The deliberate targeting of Iran’s Supreme Leader and dozens of senior officials in simultaneous strikes raises questions that will occupy war crimes lawyers for years. Ayatollah Khamenei held dual status as both the civilian head of government and the commander-in-chief of Iran’s military. His targeting may be defensible under IHL’s principle of distinction if he was directly participating in the direction of hostilities at the time of the strike.15 But the reported simultaneous targeting of forty officials—and the confirmed destruction of a girls’ elementary school in Minab with heavy civilian casualties—demands independent investigation. The principle of proportionality prohibits attacks where the anticipated civilian harm is excessive relative to the anticipated military advantage. Strikes that killed civilians in the first hours of a daylight urban campaign must be subjected to rigorous scrutiny.

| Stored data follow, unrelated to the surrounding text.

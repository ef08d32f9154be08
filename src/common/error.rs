use std::collections::BTreeMap;

use axum::{
    extract::rejection::{JsonRejection, PathRejection, QueryRejection},
    http::StatusCode,
    response::{IntoResponse, Response},
    Json,
};
use serde_json::{json, Value};
use thiserror::Error;
use validator::{ValidationError, ValidationErrors};

#[derive(Debug, Error)]
pub enum AppError {
    #[error("Erro de validação")]
    ValidationError(#[from] ValidationErrors),

    // Falha de validação de um item dentro de um lote (cadastrar, pedidos).
    #[error("Item {index} inválido: {message}")]
    ItemInvalido {
        index: usize,
        message: String,
        details: Value,
    },

    #[error("{0}")]
    BadRequest(String),

    #[error("{0}")]
    Unauthorized(String),

    #[error("{0}")]
    Forbidden(String),

    #[error("{0}")]
    NotFound(String),

    #[error("{0}")]
    Conflict(String),

    #[error("Token inválido")]
    InvalidToken,

    #[error(transparent)]
    JsonRejection(#[from] JsonRejection),

    #[error(transparent)]
    QueryRejection(#[from] QueryRejection),

    #[error(transparent)]
    PathRejection(#[from] PathRejection),

    #[error("Erro de banco de dados: {0}")]
    DatabaseError(#[from] sqlx::Error),

    #[error("Erro interno do servidor: {0}")]
    InternalServerError(#[from] anyhow::Error),

    #[error("Erro de JWT: {0}")]
    JwtError(#[from] jsonwebtoken::errors::Error),
}

impl AppError {
    /// Erro de validação de um item de lote: a primeira mensagem vira `error`,
    /// o mapa completo vai em `details`.
    pub fn item_invalido(index: usize, errors: ValidationErrors) -> Self {
        // Campo ausente tem prioridade; entre os demais, ordem alfabética do campo.
        let campos: BTreeMap<_, _> = errors.field_errors().into_iter().collect();
        let todos = || campos.values().flat_map(|erros| erros.iter());
        let message = todos()
            .find(|e| e.code == "required")
            .or_else(|| todos().next())
            .map(mensagem_do_erro)
            .unwrap_or_else(|| "Registro inválido.".to_string());

        AppError::ItemInvalido {
            index,
            message,
            details: json!(detalhes_validacao(&errors)),
        }
    }
}

fn mensagem_do_erro(e: &ValidationError) -> String {
    e.message
        .as_ref()
        .map(|m| m.to_string())
        .unwrap_or_else(|| e.code.to_string())
}

/// Campo -> mensagens, na forma devolvida ao cliente.
pub fn detalhes_validacao(errors: &ValidationErrors) -> BTreeMap<String, Vec<String>> {
    errors
        .field_errors()
        .into_iter()
        .map(|(field, field_errors)| {
            (field.to_string(), field_errors.iter().map(mensagem_do_erro).collect())
        })
        .collect()
}

impl IntoResponse for AppError {
    fn into_response(self) -> Response {
        let (status, error_message) = match self {
            AppError::ValidationError(errors) => {
                let body = Json(json!({
                    "error": "Um ou mais campos são inválidos.",
                    "details": detalhes_validacao(&errors),
                }));
                return (StatusCode::BAD_REQUEST, body).into_response();
            }
            AppError::ItemInvalido {
                index,
                message,
                details,
            } => {
                let body = Json(json!({
                    "error": message,
                    "index": index,
                    "details": details,
                }));
                return (StatusCode::BAD_REQUEST, body).into_response();
            }
            AppError::BadRequest(msg) => (StatusCode::BAD_REQUEST, msg),
            AppError::Unauthorized(msg) => (StatusCode::UNAUTHORIZED, msg),
            AppError::Forbidden(msg) => (StatusCode::FORBIDDEN, msg),
            AppError::NotFound(msg) => (StatusCode::NOT_FOUND, msg),
            AppError::Conflict(msg) => (StatusCode::CONFLICT, msg),
            AppError::InvalidToken => (
                StatusCode::UNAUTHORIZED,
                "Token de autenticação inválido ou ausente.".to_string(),
            ),

            // Corpo, query ou path malformados: devolvemos o texto do axum.
            AppError::JsonRejection(rejection) => (StatusCode::BAD_REQUEST, rejection.body_text()),
            AppError::QueryRejection(rejection) => (StatusCode::BAD_REQUEST, rejection.body_text()),
            AppError::PathRejection(rejection) => (StatusCode::BAD_REQUEST, rejection.body_text()),

            // Violações de constraint viram erros do cliente; o resto é 500.
            AppError::DatabaseError(sqlx::Error::Database(db_err)) if db_err.is_unique_violation() => {
                tracing::warn!(
                    "Violação de unicidade: {:?}",
                    db_err.constraint().unwrap_or_default()
                );
                (
                    StatusCode::CONFLICT,
                    "Registro duplicado: já existe um registro com a mesma chave.".to_string(),
                )
            }
            AppError::DatabaseError(sqlx::Error::Database(db_err)) if db_err.is_foreign_key_violation() => {
                tracing::warn!(
                    "Violação de chave estrangeira: {:?}",
                    db_err.constraint().unwrap_or_default()
                );
                (
                    StatusCode::BAD_REQUEST,
                    "Referência inválida: registro relacionado não existe.".to_string(),
                )
            }

            ref e => {
                tracing::error!("Erro Interno do Servidor: {}", e);
                (
                    StatusCode::INTERNAL_SERVER_ERROR,
                    "Ocorreu um erro inesperado.".to_string(),
                )
            }
        };

        let body = Json(json!({ "error": error_message }));
        (status, body).into_response()
    }
}

#[cfg(test)]
mod tests {
    use super::*;

    #[test]
    fn item_invalido_usa_primeira_mensagem() {
        let mut errors = ValidationErrors::new();
        let mut err = ValidationError::new("required");
        err.message = Some("Campos obrigatorios: cod_loja e codigo.".into());
        errors.add("cod_loja", err);

        match AppError::item_invalido(3, errors) {
            AppError::ItemInvalido { index, message, details } => {
                assert_eq!(index, 3);
                assert_eq!(message, "Campos obrigatorios: cod_loja e codigo.");
                assert!(details.get("cod_loja").is_some());
            }
            other => panic!("variante inesperada: {other:?}"),
        }
    }

    #[test]
    fn item_invalido_prefere_campo_ausente_de_forma_estavel() {
        let erros = || {
            let mut errors = ValidationErrors::new();
            let mut faixa = ValidationError::new("range");
            faixa.message = Some("codigo deve ser inteiro positivo.".into());
            errors.add("codigo", faixa);
            let mut vazio = ValidationError::new("length");
            vazio.message = Some("nome nao pode ser vazio.".into());
            errors.add("nome", vazio);
            let mut ausente = ValidationError::new("required");
            ausente.message = Some("Campos obrigatorios: cod_loja, codigo, nome e unidade_medida.".into());
            errors.add("unidade_medida", ausente);
            errors
        };

        for _ in 0..20 {
            match AppError::item_invalido(0, erros()) {
                AppError::ItemInvalido { message, .. } => {
                    assert_eq!(message, "Campos obrigatorios: cod_loja, codigo, nome e unidade_medida.");
                }
                other => panic!("variante inesperada: {other:?}"),
            }
        }

        let mut sem_ausente = ValidationErrors::new();
        sem_ausente.add("nome", ValidationError::new("length"));
        sem_ausente.add("codigo", ValidationError::new("range"));
        match AppError::item_invalido(0, sem_ausente) {
            AppError::ItemInvalido { message, .. } => assert_eq!(message, "range"),
            other => panic!("variante inesperada: {other:?}"),
        }
    }

    #[test]
    fn status_dos_erros_de_negocio() {
        let casos = [
            (AppError::BadRequest("x".into()), StatusCode::BAD_REQUEST),
            (AppError::Unauthorized("x".into()), StatusCode::UNAUTHORIZED),
            (AppError::Forbidden("x".into()), StatusCode::FORBIDDEN),
            (AppError::NotFound("x".into()), StatusCode::NOT_FOUND),
            (AppError::Conflict("x".into()), StatusCode::CONFLICT),
            (AppError::InvalidToken, StatusCode::UNAUTHORIZED),
            (AppError::DatabaseError(sqlx::Error::RowNotFound), StatusCode::INTERNAL_SERVER_ERROR),
        ];
        for (erro, esperado) in casos {
            assert_eq!(erro.into_response().status(), esperado);
        }
    }
}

There is a harder question that the conventional IHL framework was not designed to ask: how were these targets selected? Modern operations at the scale and complexity of Epic Fury do not involve generals poring over maps. They involve AI-assisted targeting systems, signals intelligence processed by algorithms, pattern-of-life analyses generated by machine learning, and kill lists compiled by systems that no single human reviews in real time. If an algorithm misclassified a school as a military objective—or if a targeting system failed to apply an adequate proportionality analysis—the IHL accountability framework has no mechanism to address it. There is no treaty governing AI-assisted targeting. The International Committee of the Red Cross’s calls for new rules on autonomous weapons systems have produced years of expert meetings and no binding instrument.16
The killing of state officials during active diplomatic negotiations adds a dimension IHL was never designed to address. The Omani foreign minister was in Washington on the eve of the strikes arguing against military action. Iran had reportedly agreed, at the most recent round of talks, never to stockpile enriched uranium above specified limits.17 The strikes came not despite the diplomacy but, at least operationally, through it—the negotiating process provided intelligence-gathering opportunities and political cover for operational preparation. This is not merely an ethical failure; it has structural consequences for the future of mediation in international disputes.
V. The Death of Good-Faith Diplomacy
The Vienna Convention on the Law of Treaties enshrines the principle of pacta sunt servanda and good faith in international dealings. The UN Charter itself, in Article 2(2), requires all members to fulfill their obligations in good faith. The principle extends beyond concluded treaties to the conduct of diplomatic negotiations: the international institution of good-faith diplomacy is itself a cornerstone of the system that allows conflicts to be resolved short of armed force.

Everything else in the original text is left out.